Crews of construction workers will descend on the site in the first week of August to begin the large scale work.
Once the line is built commuters should be able to get from the airport to downtown Montreal in about 20 minutes. They will also be able to easily connect to trains going to Ste. Anne de Bellevue, Deux-Montagnes, and the South Shore.
Aeroports de Montreal President Philippe Rainville said the REM will be a much needed solution to ease traffic.
"The highways are jammed on Friday night. So we've been dying for this solution," he said.
The hope is people will leave their cars at home.
"We keep building parking spots here, simply because this is the mode of access to the airport. So the REM, this is a key solution," said Rainville.
Construction on other stations began months ago and the West Island spur has two crews building pillars and connecting tracks.
By 2023 the REM will have 23 stations spread over 67 kilometres, which trains running 20 hours a day and departures every to 2.5 to 20 minutes.

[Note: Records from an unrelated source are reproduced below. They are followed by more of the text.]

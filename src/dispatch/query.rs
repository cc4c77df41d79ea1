use crate::schema::PredicateValue;
use crate::transport::FilePart;
use crate::{Error, Result};
use std::time::Duration;

/// How the caller wants to consume the response body.
#[derive(Debug, Clone, Copy, PartialEq, Eq, Default)]
pub enum ResponseMode {
    #[default]
    Buffered,
    /// Text lines with line endings stripped.
    Lines,
    /// 100 KiB chunks.
    Chunks,
}

/// One request-class invocation: the class name plus keyword predicates.
///
/// ```
/// use spacetrack::{Query, schema::inclusive_range};
///
/// let q = Query::new("gp")
///     .predicate("norad_cat_id", [25544, 41335])
///     .predicate("epoch", inclusive_range("2024-01-01", "2024-01-02"))
///     .predicate("orderby", "epoch desc");
/// assert_eq!(q.predicates().len(), 3);
/// ```
#[derive(Debug, Clone, Default)]
pub struct Query {
    class: String,
    controller: Option<String>,
    predicates: Vec<(String, PredicateValue)>,
    iter_lines: bool,
    iter_content: bool,
    parse_types: bool,
    coerce: bool,
    timeout: Option<Duration>,
    file: Option<FilePart>,
}

impl Query {
    pub fn new(class: impl Into<String>) -> Self {
        Self {
            class: class.into(),
            ..Default::default()
        }
    }

    pub fn controller(mut self, controller: impl Into<String>) -> Self {
        self.controller = Some(controller.into());
        self
    }

    /// Add a keyword predicate. Repeating a key replaces the earlier value.
    pub fn predicate(mut self, key: impl Into<String>, value: impl Into<PredicateValue>) -> Self {
        let key = key.into();
        let value = value.into();
        match self.predicates.iter_mut().find(|(k, _)| *k == key) {
            Some(slot) => slot.1 = value,
            None => self.predicates.push((key, value)),
        }
        self
    }

    pub fn iter_lines(mut self) -> Self {
        self.iter_lines = true;
        self
    }

    pub fn iter_content(mut self) -> Self {
        self.iter_content = true;
        self
    }

    /// Convert result values using predicate types (JSON responses only).
    pub fn parse_types(mut self) -> Self {
        self.parse_types = true;
        self
    }

    /// Coerce string predicate values to the predicate's type before encoding.
    pub fn coerce(mut self) -> Self {
        self.coerce = true;
        self
    }

    pub fn timeout(mut self, timeout: Duration) -> Self {
        self.timeout = Some(timeout);
        self
    }

    /// File for upload request classes.
    pub fn file(mut self, file: FilePart) -> Self {
        self.file = Some(file);
        self
    }

    pub fn class(&self) -> &str {
        &self.class
    }

    pub fn controller_hint(&self) -> Option<&str> {
        self.controller.as_deref()
    }

    pub fn predicates(&self) -> &[(String, PredicateValue)] {
        &self.predicates
    }

    pub fn has_predicate(&self, key: &str) -> bool {
        self.predicates.iter().any(|(k, _)| k == key)
    }

    pub fn wants_parse_types(&self) -> bool {
        self.parse_types
    }

    pub fn wants_coercion(&self) -> bool {
        self.coerce
    }

    pub fn request_timeout(&self) -> Option<Duration> {
        self.timeout
    }

    pub fn file_part(&self) -> Option<&FilePart> {
        self.file.as_ref()
    }

    /// The response mode, rejecting contradictory flags.
    pub fn mode(&self) -> Result<ResponseMode> {
        match (self.iter_lines, self.iter_content) {
            (true, true) => Err(Error::InvalidOptions(
                "iter_lines and iter_content cannot both be set".into(),
            )),
            (true, false) => Ok(ResponseMode::Lines),
            (false, true) => Ok(ResponseMode::Chunks),
            (false, false) => Ok(ResponseMode::Buffered),
        }
    }
}
//! Rate-limited sending shared by every request the clients make.
//!
//! Each attempt waits on the limiter first. A server-reported rate violation
//! waits out one per-minute period and resends once; a second violation is
//! returned as [`Error::RequestFailed`](crate::Error::RequestFailed).

use super::core::ClientCore;
use crate::dispatch::{CallState, CallTracker};
use crate::pipeline::Outcome;
use crate::transport::{
    BlockingHttpExecutor, BlockingHttpResponse, HttpExecutor, HttpRequest, HttpResponse,
};
use crate::Result;
use tracing::{info, warn};

pub(crate) async fn send(
    core: &ClientCore,
    transport: &dyn HttpExecutor,
    request: &HttpRequest,
    mut call: Option<&mut CallTracker>,
) -> Result<HttpResponse> {
    let mut retried = false;
    loop {
        core.limiter.acquire().await?;
        advance(&mut call, CallState::RateAdmitted);
        advance(&mut call, CallState::InFlight);

        let resp = transport.execute(request.clone()).await?;
        if resp.is_success() {
            return Ok(resp);
        }
        let status = resp.status;
        let body = resp.bytes().await?;
        match Outcome::classify(status, &body) {
            Outcome::RateViolation if !retried => {
                warn!(url = %request.url, "Space-Track reported a query rate limit violation");
                retried = true;
                core.limiter.back_off().await;
            }
            outcome => return Err(failure(outcome, status)),
        }
    }
}

pub(crate) fn send_blocking(
    core: &ClientCore,
    transport: &dyn BlockingHttpExecutor,
    request: &HttpRequest,
    mut call: Option<&mut CallTracker>,
) -> Result<BlockingHttpResponse> {
    let mut retried = false;
    loop {
        core.limiter.acquire_blocking()?;
        advance(&mut call, CallState::RateAdmitted);
        advance(&mut call, CallState::InFlight);

        let resp = transport.execute(request.clone())?;
        if resp.is_success() {
            return Ok(resp);
        }
        let status = resp.status;
        let body = resp.bytes()?;
        match Outcome::classify(status, &body) {
            Outcome::RateViolation if !retried => {
                warn!(url = %request.url, "Space-Track reported a query rate limit violation");
                retried = true;
                core.limiter.back_off_blocking();
            }
            outcome => return Err(failure(outcome, status)),
        }
    }
}

fn advance(call: &mut Option<&mut CallTracker>, next: CallState) {
    if let Some(call) = call.as_deref_mut() {
        call.advance(next);
    }
}

fn failure(outcome: Outcome, status: u16) -> crate::Error {
    info!(http_status = status, "Space-Track request failed");
    outcome.into_error().unwrap_or(crate::Error::RequestFailed {
        status,
        message: String::new(),
    })
}
//! forest-util - test-support utilities for avl-forest
//!
//! Seeded random workload generation used by the tree test matrices.

pub mod fuzzer;

pub use fuzzer::{Fuzzer, Op};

Connecting airport to Vaudreuil Hudson line
At Friday's groundbreaking officials also announced a $2 million feasibility study to connect the airport to the Vaudreuil Hudson train line.
Many West Island commuters rely on the Dorval circle train and bus station as part of their daily commute.
Dorval Mayor Edgar Rouleau has been pushing for that connection ever since the REM was announced but it is not a done deal.
"For me, the important thing right now is they're going to be starting digging in the beginning of August, so make sure at least you do the tunnel," said Rouleau.
He said various agencies can then fight about how to make the connection, but if there's a tunnel at least pedestrians will be able to get through.
Rouleau added everybody else involved with Friday's announcement seemed preoccupied with people using the airport to the exclusion of residents.
"We have 100,000 people who are around our current station so why was that not considered," said Rouleau.